According to the easily adhesive polyester film for optics of the present invention, a film having excellent adhesiveness, transparency and slipperiness can be obtained by using a specific easily adhesive layer. Further, the film of the present invention is particularly useful for various optical applications, particularly as a base film for prism lens sheets, touch panels, backlights, etc., a base film for antireflection films, and an explosion-proof base film for displays.

─────────────────────────────────────────────────── ─── Continuation of front page (51) Int.Cl. ⁷ Identification code FI theme code (reference) // C08L 67:00 C08L 67:00 (72) Inventor Koji Kubo 3-37-19 Oyama, Sagamihara City, Kanagawa Prefecture No. Teijin DuPont Films Co., Ltd. Sagamihara Research Center F-term (reference) 4F006 AA35 AB35 AB64 AB65 AB67 BA01 BA02 BA09 CA05 CA08 4F100 AH02B AH02C AH03B AH03C AH07B AH07C AK41A AK41B AK41C BA02 BA03 BA06 CA41 BA02 BA10 BA02 BA10 BA02 BA10 BA02 BA10 BA02 BA10 BA02 BA10 BA02 JA05C JK12B JK12C JL00 JL11 JN01 YY00B YY00C 4J038 CK022 DA162 DB002 DD061 DD081 DG111 JA69 JC32 KA03 MA13 NA01 NA10 NA11 NA12 PB08 PC08 4J040 EC002 ED041 EF111 HC25 HC26 KA16 LA01 LA10 MA10 MB09 NA

Claims (4)

[Claims] 1. A coating layer containing a polyester resin having a glass transition point in the range of 40 to 100 ° C. and a cross-linking agent is provided on at least one surface of a polyester film, and a length of 1 mm per 4 m ² area of the surface of the coating layer.
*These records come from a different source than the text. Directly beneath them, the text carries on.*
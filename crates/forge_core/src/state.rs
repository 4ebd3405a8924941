use crate::msg::ExtractionRecord;
use crate::store::FileStore;
use crate::view_model::AppViewModel;
use crate::watch::ScanScheduler;

/// The one filename the preview synthesizer requires.
pub const ENTRY_POINT: &str = "index.html";

/// Whole session state: the virtual project plus UI mode flags and the scan
/// scheduler. All of it is volatile; nothing survives a restart.
#[derive(Debug, Clone, PartialEq, Eq, Default)]
pub struct AppState {
    files: FileStore,
    active_file: Option<String>,
    preview_mode: bool,
    scheduler: ScanScheduler,
    dirty: bool,
}

impl AppState {
    pub fn new() -> Self {
        Self::default()
    }

    pub fn view(&self) -> AppViewModel {
        AppViewModel {
            file_names: self.files.iter().map(|(name, _)| name.to_string()).collect(),
            files: self.files.snapshot(),
            active_file: self.active_file.clone(),
            active_content: self
                .active_file
                .as_deref()
                .and_then(|name| self.files.get(name))
                .map(ToOwned::to_owned),
            preview_mode: self.preview_mode,
            scheduler_phase: self.scheduler.phase(),
            dirty: self.dirty,
        }
    }

    pub fn files(&self) -> &FileStore {
        &self.files
    }

    pub fn active_file(&self) -> Option<&str> {
        self.active_file.as_deref()
    }

    pub fn preview_mode(&self) -> bool {
        self.preview_mode
    }

    /// Returns the dirty flag and resets it; the shell re-renders only when
    /// this was set since the last dispatch.
    pub fn consume_dirty(&mut self) -> bool {
        std::mem::take(&mut self.dirty)
    }

    pub(crate) fn scheduler_mut(&mut self) -> &mut ScanScheduler {
        &mut self.scheduler
    }

    /// Applies scraped records in document order, last writer wins. Returns
    /// true when any entry actually changed. Auto-selects the first file when
    /// nothing was active and the store became non-empty.
    pub(crate) fn apply_records(&mut self, records: Vec<ExtractionRecord>) -> bool {
        let mut changed = false;
        for record in records {
            for pair in record.pairs {
                changed |= self.files.upsert(pair.name, pair.content);
            }
        }
        if changed {
            if self.active_file.is_none() {
                self.active_file = self.files.first_name().map(ToOwned::to_owned);
            }
            self.dirty = true;
        }
        changed
    }

    /// Makes `name` the displayed file. Returns false for unknown names.
    pub(crate) fn select_file(&mut self, name: &str) -> bool {
        if !self.files.contains(name) {
            return false;
        }
        self.active_file = Some(name.to_string());
        self.dirty = true;
        true
    }

    pub(crate) fn enter_preview(&mut self) {
        self.preview_mode = true;
        self.dirty = true;
    }

    pub(crate) fn exit_preview(&mut self) {
        self.preview_mode = false;
        self.dirty = true;
    }

    /// Wipes the project: store, active file, and preview mode.
    pub(crate) fn clear_project(&mut self) {
        self.files.clear();
        self.active_file = None;
        self.preview_mode = false;
        self.dirty = true;
    }
}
As described above, the easily adhesive polyester film for optics having no scratches having a width of 0.5 mm or more and a depth of 0.5 μm or more. 2. The easily adhesive polyester film for optics according to claim 1, wherein the crosslinking agent is at least one selected from the group consisting of an epoxy compound, an oxazoline compound, a melamine compound, an isocyanate compound and a coupling agent. 3. The polyester resin in the coating layer is 50 to 9
The easily adhesive polyester film for optics according to claim 1 or 2, which is 5% by weight and the crosslinking agent is 1 to 40% by weight. 4. The optical adhesive polyester film according to claim 1, wherein the polyester constituting the polyester film is mainly composed of polyethylene terephthalate or polyethylene-2,6-naphthalate.